I was afraid that if Jill and I went out, I might not be a good boy. That would just invite a shit-storm of trouble. I wouldn’t blame Phil if he never talked to me again, and Brook … I didn’t even want to go there. Besides Hannah Minacci coming and telling me she’d made a huge mistake with that baseball dork, Jill was the only girl I might be tempted to cheat on Brook with. From the look Brook gave me, she knew it too.
“Well, this just sucks,” Brook said when we were finally alone.
“Yeah,” I admitted. “I was hoping we were done with this part of it.”
“Don’t play dumb. What are we going to do about Destiny, Zoe, and Jill?”
I noticed she threw in the ‘we.’
“We could help you get enough signatures to win,” I suggested.
“I’ll never catch them. Besides, they’re out there right now working to get more,” Brook complained.
“Well, you’ll never win with that attitude.”
I sometimes forget that girls need to vent, and your only job was to listen, not poke holes in their logic.
◊◊◊
I met Doc Grog before practice so that he could examine me.
“Did you take it easy this weekend?”
“Yes, sir.”
“Today, I want you to take two laps around the track. Take it easy. I want you to walk,” Doc Grog said.
“Just walk. Got it.”
“Then come back in, and the trainers will stretch you, put you into an ice bath, and give you a massage.”
◊◊◊
Dare was sent to watch me walk around the track. I made him walk with me.
“I want you to know that I realize I was a jerk today.”
“It’s okay. Brook explained it to me,” Dare said.
“She did?” I asked.
“She said that I should take it as a compliment. It meant you thought of me as one of the guys because you were willing to bust my chops. I guess I’m so used to people being mean that I took it wrong.”
“You know I would never really be mean to you. I might goof around, but I like you,” I said.
He stopped, and I turned around to see what was wrong.
“Do you mean that?
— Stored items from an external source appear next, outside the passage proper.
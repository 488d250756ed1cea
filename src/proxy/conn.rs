//! Client connection handle shared between capture and dispatch

use std::io;
use std::sync::atomic::{AtomicBool, Ordering};
use std::sync::Arc;

use tokio::io::AsyncWriteExt;
use tokio::net::tcp::OwnedWriteHalf;
use tokio::sync::Mutex;

/// Handle to the write half of an accepted client socket.
///
/// The capture loop keeps the read half to itself; every entry captured on
/// the connection gets a clone of this handle so the dispatcher can deliver
/// the origin's response (or a rejection) back to the client later. The half
/// is closed exactly once: after [`ClientConn::close`] all further writes
/// fail with `NotConnected`.
#[derive(Clone)]
pub struct ClientConn {
    inner: Arc<ConnInner>,
}

struct ConnInner {
    write: Mutex<Option<OwnedWriteHalf>>,

    /// Set once a dispatch operation takes responsibility for closing the
    /// connection; the capture loop then leaves it alone on read EOF/error.
    handed_off: AtomicBool,
}

impl ClientConn {
    pub fn new(write: OwnedWriteHalf) -> Self {
        Self {
            inner: Arc::new(ConnInner {
                write: Mutex::new(Some(write)),
                handed_off: AtomicBool::new(false),
            }),
        }
    }

    /// Write all of `buf` to the client.
    pub async fn send(&self, buf: &[u8]) -> io::Result<()> {
        let mut guard = self.inner.write.lock().await;
        match guard.as_mut() {
            Some(half) => {
                half.write_all(buf).await?;
                half.flush().await
            }
            None => Err(io::Error::new(
                io::ErrorKind::NotConnected,
                "client connection closed",
            )),
        }
    }

    /// Shut down and drop the write half. Safe to call more than once; only
    /// the first call does anything.
    pub async fn close(&self) {
        let mut guard = self.inner.write.lock().await;
        if let Some(mut half) = guard.take() {
            let _ = half.shutdown().await;
        }
    }

    /// Mark the connection as owned by a dispatch operation.
    pub fn mark_handed_off(&self) {
        self.inner.handed_off.store(true, Ordering::SeqCst);
    }

    pub fn is_handed_off(&self) -> bool {
        self.inner.handed_off.load(Ordering::SeqCst)
    }
}

#[cfg(test)]
pub(crate) mod test_support {
    use super::ClientConn;
    use tokio::net::{TcpListener, TcpStream};

    /// Loopback socket pair: a `ClientConn` wrapping the accepted side's
    /// write half, and the peer stream playing the role of the client.
    pub(crate) async fn conn_pair() -> (ClientConn, TcpStream) {
        let listener = TcpListener::bind("127.0.0.1:0").await.unwrap();
        let addr = listener.local_addr().unwrap();
        let peer = TcpStream::connect(addr).await.unwrap();
        let (accepted, _) = listener.accept().await.unwrap();
        let (read_half, write_half) = accepted.into_split();
        // The capture loop would own the read half; tests don't need it.
        drop(read_half);
        (ClientConn::new(write_half), peer)
    }
}

#[cfg(test)]
mod tests {
    use super::test_support::conn_pair;
    use tokio::io::AsyncReadExt;

    #[tokio::test]
    async fn test_send_reaches_peer() {
        let (conn, mut peer) = conn_pair().await;
        conn.send(b"hello").await.unwrap();

        let mut buf = [0u8; 16];
        let n = peer.read(&mut buf).await.unwrap();
        assert_eq!(&buf[..n], b"hello");
    }

    #[tokio::test]
    async fn test_close_is_idempotent_and_fails_later_sends() {
        let (conn, mut peer) = conn_pair().await;
        conn.close().await;
        conn.close().await;

        let err = conn.send(b"late").await.unwrap_err();
        assert_eq!(err.kind(), std::io::ErrorKind::NotConnected);

        // Peer observes EOF once the write half is gone.
        let mut buf = [0u8; 16];
        assert_eq!(peer.read(&mut buf).await.unwrap(), 0);
    }

    #[tokio::test]
    async fn test_handed_off_flag() {
        let (conn, _peer) = conn_pair().await;
        assert!(!conn.is_handed_off());
        conn.mark_handed_off();
        assert!(conn.is_handed_off());
        assert!(conn.clone().is_handed_off());
    }
}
You’re not just being nice to me because I’m different?”
“Let’s not go too far,” I teased, and then got serious. “Dare, if you’d just talk to people, your life would be so much better. They would get to know the real you.”
“That’s what my mom and Brook say.”
“Do you realize this is the longest conversation we’ve ever had?” I asked.
He just nodded and became quiet. I counted this as a win and didn’t push it.
After the first lap, I was about ready to drop. I kept going because I wanted to speed up the healing process, and this was the first activity I’d been allowed to do since the accident. When I finished the second lap, I’d sweat through my shirt and was breathing as hard as if I’d just completed my usual run. I had Dare run inside and get my crutches.
Becky was totally evil. She refused to give me a pill before she stretched me out. Becky reasoned that she needed to gauge what caused pain and at what level. I told her everything caused pain and at level 11 on her ten-point scale. Becky offered to show me what would hurt more. I took her word for it.
◊◊◊
After practice and my torture were done, Coach Mason wanted to meet with me.
“You look like shit.”
“Becky must hate men and decided to take it out on me today.”
“If I were you, I would sit out the rest of the season and get ready for college,” Coach Mason said, stunning me.
“But …”
“Just hear me out,” he said, holding up a hand. “A hip pointer or cracked ribs by themselves can put you out of action. The combination is not something to joke about.”
“Tell me about it,” I complained.
“You’re destined for bigger things. I worry that you’ll come back too soon and end up doing some permanent damage. You could mess up everything you’ve worked for, for what will frankly be a footnote to your career. No one is going to care whether you won two or three state championships when you’re drafted in the NFL.”
He had a point. The schools on my recruiting list already knew what I could do. If I stepped back from what was right in front of me, my high school teammates and the commitments I’d made, it made sense to take the long-range view. I would have to think about what Coach Mason had just said.
Even some college players had started to skip meaningless bowl games to protect themselves from injuries. Notre Dame’s Jaylon Smith, a top-5 draft prospect, had tumbled to the second round after injuring his knee in the Fiesta Bowl. Instead of a contract in the $23-million range expected for a top-5 draftee, Smith received $4.4 million from the Dallas Cowboys. The worst part was that it took him more than a year to recover and make it onto the playing field.
“I’m not sure I can just walk away, for a lot of reasons. The one that comes to mind is that my team and I have worked hard to win state again. But if I don’t get better soon, I can see your point,” I admitted.